- [Task details] All lines in the data bearing the string "DecodingKey" should be identified and copied.

- [Input data]
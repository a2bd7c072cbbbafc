//! Security subsystem.
//!
//! # Components
//! - `headers.rs`: default CORS response headers
//! - `access_control.rs`: bearer token extraction and the verifier seam
//! - `jwt.rs`: HMAC-signed JSON Web Tokens behind that seam
//!
//! # Design Decisions
//! - Tokens are parsed for every request; verification happens once and
//!   the resulting claims travel with the request
//! - Handlers opt into authentication by calling `authenticated()`

pub mod access_control;
pub mod headers;
pub mod jwt;

pub use access_control::{parse_token, RejectAll, TokenVerifier};
pub use headers::default_headers;
pub use jwt::{JwtCodec, JwtError};
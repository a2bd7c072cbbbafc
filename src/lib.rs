//! REST resource router library

pub mod config;
pub mod demo;
pub mod error;
pub mod http;
pub mod i18n;
pub mod observability;
pub mod routing;
pub mod security;
pub mod serializer;

pub use config::schema::Settings;
pub use error::{ApiError, ApiResult, RouterError, RouterResult};
pub use http::{ApiRequest, HttpServer};
pub use routing::{GenericRouter, Handler, HandlerSpec, ResourceRouter, RouteRule, Router};
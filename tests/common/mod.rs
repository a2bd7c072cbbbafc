//! Shared utilities for integration tests.

#![allow(dead_code)]

use std::net::SocketAddr;
use std::sync::Arc;

use axum::body::Body;
use axum::http::{Request, Response, StatusCode};
use futures_util::future::BoxFuture;
use restful_router::config::Settings;
use restful_router::error::{ApiError, ApiResult};
use restful_router::http::response::ok;
use restful_router::http::{ApiRequest, HttpServer};
use restful_router::routing::{Action, Handler, HandlerSpec, PathConfig};
use serde_json::{json, Value};
use tokio::io::{AsyncReadExt, AsyncWriteExt};
use tokio::net::{TcpListener, TcpStream};
use tower::ServiceExt;

/// Handler that only declares a capability record.
pub struct Stub(pub HandlerSpec);

impl Handler for Stub {
    fn spec(&self) -> HandlerSpec {
        self.0.clone()
    }
}

pub fn stub(spec: HandlerSpec) -> Arc<dyn Handler> {
    Arc::new(Stub(spec))
}

/// Handler that echoes the action it was dispatched to.
pub struct Echo(pub HandlerSpec);

impl Handler for Echo {
    fn spec(&self) -> HandlerSpec {
        self.0.clone()
    }

    fn call(
        &self,
        action: Action,
        request: ApiRequest,
    ) -> BoxFuture<'_, ApiResult<axum::response::Response>> {
        Box::pin(async move {
            if request.query_argument("fail").is_some() {
                return Err(ApiError::conflict().with_detail("requested failure"));
            }
            Ok(ok(&json!({
                "action": action.as_str(),
                "path_kwargs": request.path_kwargs(),
                "kwargs": request.kwargs(),
                "data": request.data(),
                "locale": request.locale(),
            })))
        })
    }
}

pub fn all_actions() -> [Action; 6] {
    [
        Action::List,
        Action::Create,
        Action::Retrieve,
        Action::Update,
        Action::PartialUpdate,
        Action::Destroy,
    ]
}

/// Settings used by dispatch tests.
pub fn test_settings() -> Settings {
    let mut settings = Settings::default();
    settings.routing.api_prefix = "/api".into();
    settings
}

/// Server over the demo routes with `settings`.
pub fn demo_server(settings: Settings) -> HttpServer {
    let rules = restful_router::demo::routes(&PathConfig::from(&settings.routing)).unwrap();
    HttpServer::new(settings, rules).unwrap()
}

/// Send one request through the router without a socket.
pub async fn send(server: &HttpServer, request: Request<Body>) -> Response<Body> {
    server.router().oneshot(request).await.unwrap()
}

pub fn json_request(method: &str, uri: &str, body: Value) -> Request<Body> {
    Request::builder()
        .method(method)
        .uri(uri)
        .header("content-type", "application/json")
        .body(Body::from(body.to_string()))
        .unwrap()
}

pub fn empty_request(method: &str, uri: &str) -> Request<Body> {
    Request::builder()
        .method(method)
        .uri(uri)
        .body(Body::empty())
        .unwrap()
}

/// Status and parsed JSON body (`Value::Null` for empty bodies).
pub async fn read_json(response: Response<Body>) -> (StatusCode, Value) {
    let status = response.status();
    let bytes = axum::body::to_bytes(response.into_body(), usize::MAX)
        .await
        .unwrap();
    let value = if bytes.is_empty() {
        Value::Null
    } else {
        serde_json::from_slice(&bytes).unwrap()
    };
    (status, value)
}

/// Start `server` on an ephemeral port.
pub async fn start_server(server: HttpServer) -> SocketAddr {
    let listener = TcpListener::bind("127.0.0.1:0").await.unwrap();
    let addr = listener.local_addr().unwrap();
    tokio::spawn(async move {
        let _ = server.run(listener).await;
    });
    addr
}

/// Minimal HTTP/1.1 GET over a raw socket, returning the full response text.
pub async fn raw_get(addr: SocketAddr, path: &str) -> String {
    let mut socket = TcpStream::connect(addr).await.unwrap();
    let request = format!("GET {path} HTTP/1.1\r\nHost: {addr}\r\nConnection: close\r\n\r\n");
    socket.write_all(request.as_bytes()).await.unwrap();

    let mut response = String::new();
    socket.read_to_string(&mut response).await.unwrap();
    response
}
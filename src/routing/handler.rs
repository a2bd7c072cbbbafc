//! Handler capability contract.
//!
//! A handler tells the router what it can do through a [`HandlerSpec`]
//! record: which actions it exposes, whether it is standalone, and how its
//! lookup variables are named and matched. The router never inspects the
//! handler any other way.

use std::collections::BTreeSet;
use std::fmt;

use axum::http::Method;
use axum::response::Response;
use futures_util::future::BoxFuture;
use serde_json::{Map, Value};

use crate::error::{ApiError, ApiResult};
use crate::http::request::ApiRequest;

/// Default name of the per-item lookup variable.
pub const DEFAULT_LOOKUP_URL_KWARG: &str = "pk";

/// Default expression matched by a lookup variable.
pub const DEFAULT_LOOKUP_VALUE_REGEX: &str = "[^/.]+";

/// Resource actions a handler may expose.
#[derive(Debug, Clone, Copy, PartialEq, Eq, PartialOrd, Ord, Hash)]
pub enum Action {
    List,
    Create,
    Retrieve,
    Update,
    PartialUpdate,
    Destroy,
}

impl Action {
    pub fn as_str(self) -> &'static str {
        match self {
            Action::List => "list",
            Action::Create => "create",
            Action::Retrieve => "retrieve",
            Action::Update => "update",
            Action::PartialUpdate => "partial_update",
            Action::Destroy => "destroy",
        }
    }
}

impl fmt::Display for Action {
    fn fmt(&self, f: &mut fmt::Formatter<'_>) -> fmt::Result {
        f.write_str(self.as_str())
    }
}

/// Capability record declared by a handler.
#[derive(Debug, Clone, PartialEq, Eq)]
pub struct HandlerSpec {
    /// Identifier used in logs and route listings.
    pub name: String,

    /// Singleton resource without a collection endpoint.
    pub standalone: bool,

    /// Lookup variable name used for single-resource registrations.
    pub lookup_url_kwarg: String,

    /// Expression matched by every lookup variable.
    pub lookup_value_regex: String,

    /// Per-resource lookup variable names. Empty means undeclared.
    pub lookup_url_kwargs: Vec<String>,

    /// Per-resource lookup expressions. Empty means undeclared.
    pub lookup_value_regexs: Vec<String>,

    /// Actions the handler implements.
    pub actions: BTreeSet<Action>,
}

impl HandlerSpec {
    pub fn new(name: impl Into<String>) -> Self {
        Self {
            name: name.into(),
            standalone: false,
            lookup_url_kwarg: DEFAULT_LOOKUP_URL_KWARG.to_string(),
            lookup_value_regex: DEFAULT_LOOKUP_VALUE_REGEX.to_string(),
            lookup_url_kwargs: Vec::new(),
            lookup_value_regexs: Vec::new(),
            actions: BTreeSet::new(),
        }
    }

    pub fn standalone(mut self, standalone: bool) -> Self {
        self.standalone = standalone;
        self
    }

    pub fn actions(mut self, actions: impl IntoIterator<Item = Action>) -> Self {
        self.actions.extend(actions);
        self
    }

    pub fn lookup_url_kwarg(mut self, kwarg: impl Into<String>) -> Self {
        self.lookup_url_kwarg = kwarg.into();
        self
    }

    pub fn lookup_value_regex(mut self, regex: impl Into<String>) -> Self {
        self.lookup_value_regex = regex.into();
        self
    }

    pub fn lookup_url_kwargs<I, S>(mut self, kwargs: I) -> Self
    where
        I: IntoIterator<Item = S>,
        S: Into<String>,
    {
        self.lookup_url_kwargs = kwargs.into_iter().map(Into::into).collect();
        self
    }

    pub fn lookup_value_regexs<I, S>(mut self, regexs: I) -> Self
    where
        I: IntoIterator<Item = S>,
        S: Into<String>,
    {
        self.lookup_value_regexs = regexs.into_iter().map(Into::into).collect();
        self
    }

    pub fn exposes(&self, action: Action) -> bool {
        self.actions.contains(&action)
    }
}

/// A request handler registered with a router.
///
/// Resource handlers answer [`Handler::call`] for the actions their spec
/// declares. Handlers mounted through a generic router answer
/// [`Handler::handle`] with the raw HTTP method instead.
pub trait Handler: Send + Sync + 'static {
    fn spec(&self) -> HandlerSpec;

    fn call(&self, action: Action, request: ApiRequest) -> BoxFuture<'_, ApiResult<Response>> {
        let _ = (action, request);
        Box::pin(async { Err(ApiError::method_not_allowed()) })
    }

    fn handle(&self, method: Method, request: ApiRequest) -> BoxFuture<'_, ApiResult<Response>> {
        let _ = (method, request);
        Box::pin(async { Err(ApiError::method_not_allowed()) })
    }
}

/// Ordered HTTP method to action table.
#[derive(Debug, Clone, Default, PartialEq, Eq)]
pub struct MethodMap {
    entries: Vec<(Method, Action)>,
}

impl MethodMap {
    pub fn new() -> Self {
        Self::default()
    }

    pub fn insert(&mut self, method: Method, action: Action) {
        match self.entries.iter_mut().find(|(m, _)| *m == method) {
            Some(entry) => entry.1 = action,
            None => self.entries.push((method, action)),
        }
    }

    pub fn get(&self, method: &Method) -> Option<Action> {
        self.entries
            .iter()
            .find(|(m, _)| m == method)
            .map(|(_, action)| *action)
    }

    pub fn is_empty(&self) -> bool {
        self.entries.is_empty()
    }

    pub fn len(&self) -> usize {
        self.entries.len()
    }

    pub fn iter(&self) -> impl Iterator<Item = (&Method, Action)> {
        self.entries.iter().map(|(m, a)| (m, *a))
    }

    pub fn methods(&self) -> impl Iterator<Item = &Method> {
        self.entries.iter().map(|(m, _)| m)
    }
}

impl FromIterator<(Method, Action)> for MethodMap {
    fn from_iter<T: IntoIterator<Item = (Method, Action)>>(iter: T) -> Self {
        let mut map = MethodMap::new();
        for (method, action) in iter {
            map.insert(method, action);
        }
        map
    }
}

/// Construction arguments attached to a rule.
#[derive(Debug, Clone, Default, PartialEq)]
pub struct Kwargs {
    /// Free-form arguments supplied at registration.
    pub extra: Map<String, Value>,

    /// Dispatch table derived by the resource router.
    pub method_map: Option<MethodMap>,
}

impl Kwargs {
    pub fn new() -> Self {
        Self::default()
    }

    pub fn with(mut self, key: impl Into<String>, value: impl Into<Value>) -> Self {
        self.extra.insert(key.into(), value.into());
        self
    }

    pub fn get(&self, key: &str) -> Option<&Value> {
        self.extra.get(key)
    }
}

impl From<Map<String, Value>> for Kwargs {
    fn from(extra: Map<String, Value>) -> Self {
        Self {
            extra,
            method_map: None,
        }
    }
}
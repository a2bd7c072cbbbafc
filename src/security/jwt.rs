//! JSON Web Token issuing and verification.
//!
//! # Responsibilities
//! - Issue HMAC-signed tokens carrying an `exp` claim
//! - Verify tokens presented in the `Authorization` header
//!
//! # Design Decisions
//! - Only the HMAC family is supported; the key is the shared secret
//! - Any decode, signature or expiry failure yields no claims, never an error
//!   response of its own; handlers decide via `authenticated()`

use std::str::FromStr;

use jsonwebtoken::{
    decode, encode, get_current_timestamp, Algorithm, DecodingKey, EncodingKey, Header, Validation,
};
use serde_json::{Map, Value};
use thiserror::Error;

use crate::config::AuthConfig;
use crate::security::access_control::TokenVerifier;

/// Algorithm names accepted in `auth.jwt_algorithm`.
pub const SUPPORTED_JWT_ALGORITHMS: &[&str] = &["HS256", "HS384", "HS512"];

/// Errors building a codec or signing a token.
#[derive(Debug, Error)]
pub enum JwtError {
    #[error("Unsupported JWT algorithm `{0}`")]
    UnsupportedAlgorithm(String),

    #[error("auth.secret_key is empty")]
    MissingSecret,

    #[error("Failed to encode token: {0}")]
    Encode(#[from] jsonwebtoken::errors::Error),
}

/// Signs and verifies tokens with the configured secret.
#[derive(Clone)]
pub struct JwtCodec {
    algorithm: Algorithm,
    encoding: EncodingKey,
    decoding: DecodingKey,
    expires_in: u64,
    leeway: u64,
}

impl JwtCodec {
    pub fn new(secret: &[u8], algorithm: &str) -> Result<Self, JwtError> {
        if secret.is_empty() {
            return Err(JwtError::MissingSecret);
        }
        if !SUPPORTED_JWT_ALGORITHMS.contains(&algorithm) {
            return Err(JwtError::UnsupportedAlgorithm(algorithm.to_string()));
        }
        let algorithm = Algorithm::from_str(algorithm)
            .map_err(|_| JwtError::UnsupportedAlgorithm(algorithm.to_string()))?;
        Ok(Self {
            algorithm,
            encoding: EncodingKey::from_secret(secret),
            decoding: DecodingKey::from_secret(secret),
            expires_in: AuthConfig::default().jwt_expiration_secs,
            leeway: 0,
        })
    }

    /// Codec configured from the `[auth]` settings section.
    pub fn from_config(config: &AuthConfig) -> Result<Self, JwtError> {
        Ok(Self::new(config.secret_key.as_bytes(), &config.jwt_algorithm)?
            .with_expiration(config.jwt_expiration_secs)
            .with_leeway(config.jwt_leeway_secs))
    }

    pub fn with_expiration(mut self, secs: u64) -> Self {
        self.expires_in = secs;
        self
    }

    pub fn with_leeway(mut self, secs: u64) -> Self {
        self.leeway = secs;
        self
    }

    /// Sign `payload` with an `exp` of now plus the configured lifetime.
    pub fn generate(&self, payload: Map<String, Value>) -> Result<String, JwtError> {
        self.generate_expiring(payload, self.expires_in as i64)
    }

    /// Sign `payload` expiring `expires_in` seconds from now (negative for
    /// a token that is already expired).
    pub fn generate_expiring(
        &self,
        mut payload: Map<String, Value>,
        expires_in: i64,
    ) -> Result<String, JwtError> {
        let exp = get_current_timestamp() as i64 + expires_in;
        payload.insert("exp".to_string(), Value::from(exp));
        Ok(encode(&Header::new(self.algorithm), &payload, &self.encoding)?)
    }

    /// Claims of a valid token, `None` otherwise.
    ///
    /// With `verify_exp` off, expired tokens still decode.
    pub fn parse(&self, token: &str, verify_exp: bool) -> Option<Value> {
        let mut validation = Validation::new(self.algorithm);
        validation.leeway = self.leeway;
        validation.validate_exp = verify_exp;
        if !verify_exp {
            validation.required_spec_claims.clear();
        }

        match decode::<Value>(token, &self.decoding, &validation) {
            Ok(data) => Some(data.claims),
            Err(e) => {
                tracing::debug!(error = %e, "Rejected token");
                None
            }
        }
    }
}

impl TokenVerifier for JwtCodec {
    fn verify(&self, token: &str) -> Option<Value> {
        self.parse(token, true)
    }
}
//! Observability subsystem.
//!
//! # Data Flow
//! ```text
//! Router and HTTP layer produce:
//!     → logging.rs (structured log events)
//!     → metrics.rs (counters, gauges, histograms)
//!
//! Consumers:
//!     → Log aggregation (stdout)
//!     → Metrics endpoint (Prometheus scrape)
//! ```
//!
//! # Design Decisions
//! - Structured logging (JSON optional) for machine parsing
//! - Request ID flows through every log line of a request

pub mod logging;
pub mod metrics;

- [Expected output]
    decode, encode, get_current_timestamp, Algorithm, DecodingKey, EncodingKey, Header, Validation,
    decoding: DecodingKey,
            decoding: DecodingKey::from_secret(secret),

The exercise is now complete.